In the 1960s he and several colleagues in the US, especially Kiffin Penry, created the concept of subspecialty epilepsy care represented as the Comprehensive Epilepsy Program. This approach gathered clinical neurologists, pediatric neurologists, electrophysiologists, specialized nursing, educational consultants, and psychologists with the common mission of epilepsy care. In 1974 Dreifuss competed successfully for an NIH-sponsored grant for the formation of a comprehensive epilepsy center, forming one of the three original centers in the US. An integral part of a comprehensive epilepsy center was the development of feasible long-term monitoring methods with the use of simultaneous video-EEG in order to best diagnose and characterize epileptic seizures. With electrophysiology colleagues, Dreifuss aided in the development of the video-EEG system and was one of its early adopters in clinical epilepsy research.

Although his specialty was epilepsy, Dreifuss published extensively in clinical descriptions within other neurological fields. In 1961 Dreifuss and colleagues described a family with form of muscular dystrophy distinct from more severe Duchenne and Becker muscular dystrophies. This syndrome is now designated Emery–Dreifuss muscular dystrophy.

== Clinical research ==
With collaborator Kiffin Penry and others and with the use of advanced video-EEG techniques, Dreifuss investigated the correlations between the clinical symptoms of absence seizures and their accompaniments on EEG. Dreifuss established that the generalized, 3 Hz, spike-wave discharge is accompanied by loss of attention and, sometimes, minor motor automatisms; even brief discharges have momentary clinical significance. Accordingly, treatment of absence epilepsy could be accurately measured by tracking the amount of spike-wave discharges captured via EEG

Dreifuss used these techniques and others in the process of development of anticonvulsant medications for use in absence epilepsy as well as in other epileptic conditions. He was instrumental in the first publications in the use of sodium valproate in the US in 1976, and in 1996 described those at most risk for side effects in the use of this medication.

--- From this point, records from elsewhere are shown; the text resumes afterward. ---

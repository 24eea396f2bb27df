//! Configuration loaded from `~/.primer/config.toml`.
//!
//! ```toml
//! [app]
//! theme = "system"        # "dark" | "light" | "system"
//! ascii_only = false
//! high_contrast = false
//! reduced_motion = false
//! loading_delay_ms = 300
//! clipboard = true
//!
//! [storage]
//! state_path = "~/.primer/state.json"
//! ```

use std::path::{Path, PathBuf};
use std::time::Duration;
use std::{env, fs, io};

use serde::Deserialize;
use thiserror::Error;
use toml::de::Error as TomlError;

use primer_types::{ColorScheme, UiOptions};

use crate::navigation::DEFAULT_LOADING_DELAY;

const CONFIG_DIR: &str = ".primer";
const STATE_FILENAME: &str = "state.json";

#[derive(Debug, Default, Deserialize)]
pub struct PrimerConfig {
    pub app: Option<AppConfig>,
    pub storage: Option<StorageConfig>,
}

#[derive(Debug, Error)]
pub enum ConfigError {
    #[error("failed to read config at {}: {source}", path.display())]
    Read {
        path: PathBuf,
        source: io::Error,
    },
    #[error("failed to parse config at {}: {source}", path.display())]
    Parse {
        path: PathBuf,
        source: TomlError,
    },
}

impl ConfigError {
    pub fn path(&self) -> &PathBuf {
        match self {
            ConfigError::Read { path, .. } | ConfigError::Parse { path, .. } => path,
        }
    }
}

/// Initial theme choice.
#[derive(Debug, Clone, Copy, Default, Deserialize, PartialEq, Eq)]
#[serde(rename_all = "lowercase")]
pub enum ThemeSetting {
    Dark,
    Light,
    /// Follow the host's preferred color scheme.
    #[default]
    System,
}

impl ThemeSetting {
    /// The pinned scheme, or `None` when the host decides.
    #[must_use]
    pub const fn pinned(self) -> Option<ColorScheme> {
        match self {
            Self::Dark => Some(ColorScheme::Dark),
            Self::Light => Some(ColorScheme::Light),
            Self::System => None,
        }
    }
}

#[derive(Debug, Default, Deserialize)]
pub struct AppConfig {
    #[serde(default)]
    pub theme: ThemeSetting,
    /// Use ASCII-only glyphs for icons and spinners.
    #[serde(default)]
    pub ascii_only: bool,
    /// Enable a high-contrast color palette.
    #[serde(default)]
    pub high_contrast: bool,
    /// Disable spinner animation.
    #[serde(default)]
    pub reduced_motion: bool,
    /// Length of the loading window when opening a topic.
    pub loading_delay_ms: Option<u64>,
    /// Copy code blocks to the system clipboard. Off for headless sessions.
    pub clipboard: Option<bool>,
}

#[derive(Debug, Default, Deserialize)]
pub struct StorageConfig {
    /// Where the verification flag is kept. `~` expands to the home directory.
    pub state_path: Option<String>,
}

impl PrimerConfig {
    /// Load the user config. `Ok(None)` when there is no home directory or no file.
    pub fn load() -> Result<Option<Self>, ConfigError> {
        match config_path() {
            Some(path) => Self::load_from(&path),
            None => Ok(None),
        }
    }

    pub fn load_from(path: &Path) -> Result<Option<Self>, ConfigError> {
        if !path.exists() {
            return Ok(None);
        }

        let content = match fs::read_to_string(path) {
            Ok(content) => content,
            Err(err) => {
                tracing::warn!("Failed to read config at {:?}: {}", path, err);
                return Err(ConfigError::Read {
                    path: path.to_path_buf(),
                    source: err,
                });
            }
        };

        match toml::from_str(&content) {
            Ok(config) => Ok(Some(config)),
            Err(err) => {
                tracing::warn!("Failed to parse config at {:?}: {}", path, err);
                Err(ConfigError::Parse {
                    path: path.to_path_buf(),
                    source: err,
                })
            }
        }
    }

    #[must_use]
    pub fn path() -> Option<PathBuf> {
        config_path()
    }

    #[must_use]
    pub fn theme(&self) -> ThemeSetting {
        self.app.as_ref().map(|app| app.theme).unwrap_or_default()
    }

    #[must_use]
    pub fn ui_options(&self) -> UiOptions {
        self.app
            .as_ref()
            .map(|app| UiOptions {
                ascii_only: app.ascii_only,
                high_contrast: app.high_contrast,
                reduced_motion: app.reduced_motion,
            })
            .unwrap_or_default()
    }

    /// Configured loading window (clamped later by the navigator).
    #[must_use]
    pub fn loading_delay(&self) -> Duration {
        self.app
            .as_ref()
            .and_then(|app| app.loading_delay_ms)
            .map_or(DEFAULT_LOADING_DELAY, Duration::from_millis)
    }

    /// Whether `c` reaches the system clipboard. Defaults to on.
    #[must_use]
    pub fn clipboard_enabled(&self) -> bool {
        self.app
            .as_ref()
            .and_then(|app| app.clipboard)
            .unwrap_or(true)
    }

    /// Resolve the state file: `PRIMER_STATE_PATH`, then `[storage] state_path`,
    /// then `~/.primer/state.json`, then `./.primer/state.json`.
    #[must_use]
    pub fn state_path(&self) -> PathBuf {
        if let Ok(raw) = env::var("PRIMER_STATE_PATH")
            && !raw.trim().is_empty()
        {
            return expand_home(raw.trim());
        }
        if let Some(raw) = self
            .storage
            .as_ref()
            .and_then(|storage| storage.state_path.as_deref())
            .filter(|raw| !raw.trim().is_empty())
        {
            return expand_home(raw.trim());
        }
        default_state_path()
    }
}

/// Path to the config file (`~/.primer/config.toml`).
#[must_use]
pub fn config_path() -> Option<PathBuf> {
    dirs::home_dir().map(|home| home.join(CONFIG_DIR).join("config.toml"))
}

/// Directory holding config, state and logs. Falls back to `./.primer`.
#[must_use]
pub fn data_dir() -> PathBuf {
    dirs::home_dir().map_or_else(|| PathBuf::from(CONFIG_DIR), |home| home.join(CONFIG_DIR))
}

fn default_state_path() -> PathBuf {
    data_dir().join(STATE_FILENAME)
}

fn expand_home(raw: &str) -> PathBuf {
    if let Some(rest) = raw.strip_prefix("~/")
        && let Some(home) = dirs::home_dir()
    {
        return home.join(rest);
    }
    PathBuf::from(raw)
}
mod assets;
mod gate;
mod navigation;
mod render;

== Classification of the epilepsies ==
Arguably his most important contribution was to head the international commission for standardization of terminology and classification of the epilepsies His classification, arrived at through a combination of clinical relevance and diplomacy, stands still as the international standard. The standardization of terms have allowed research protocols and clinical practice to discuss the epilepsies in a common language.

== Awards, offices, and recognitions ==
At the University of Virginia, Dreifuss achieved the title of full Professor of Neurology in 1968 and was awarded the first T.R. Johns Chair of Neurology in 1990 and the Worrell Chair in 1993. He was nominated as vice chair of the department in 1974 and served as interim chair in the department's transition from the leadership of T.R. Johns to G. Frederick Wooten.

He was president of the American Epilepsy Society in 1978, Chairman of the Professional Advisor Board of the Epilepsy Foundation of America (EFA) from 1978 to 1980, President of EFA from 1983 to 1985, chairman of the Board of EFA from 1987 to 1989, secretary-general of the International League Against Epilepsy (ILAE) from 1981 to 1985, and President of ILAE from 1985 to 1989. He, in collaboration with colleague Soo Ik Lee taught a variety of fellows in clinical epilepsy and clinical neurophysiology. He was named an Ambassador for Epilepsy in 1979, was the winner of the William G. Lennox Award of AES in 1983, and was the AES Lennox lecturer in 1986. He received the AES Distinguished Clinical Investigator Award in 1991 and the ILAE Epileptology Prize in 1995. He received the EFA 25th Anniversary Award in 1993. In 2001, the American Academy of Neurology posthumously designated the annual Dreifuss-Penry Award for outstanding career contributions in epileptology.

== Pop culture references ==
Severed Heads, an Australian industrial pop group active in the 1980s, released on their 1983 album “Since the Accident” a cut entitled “Epilepsy ‘82”. This song featured a recording of one of Dreifuss’ lectures on the classification of the epilepsies as background.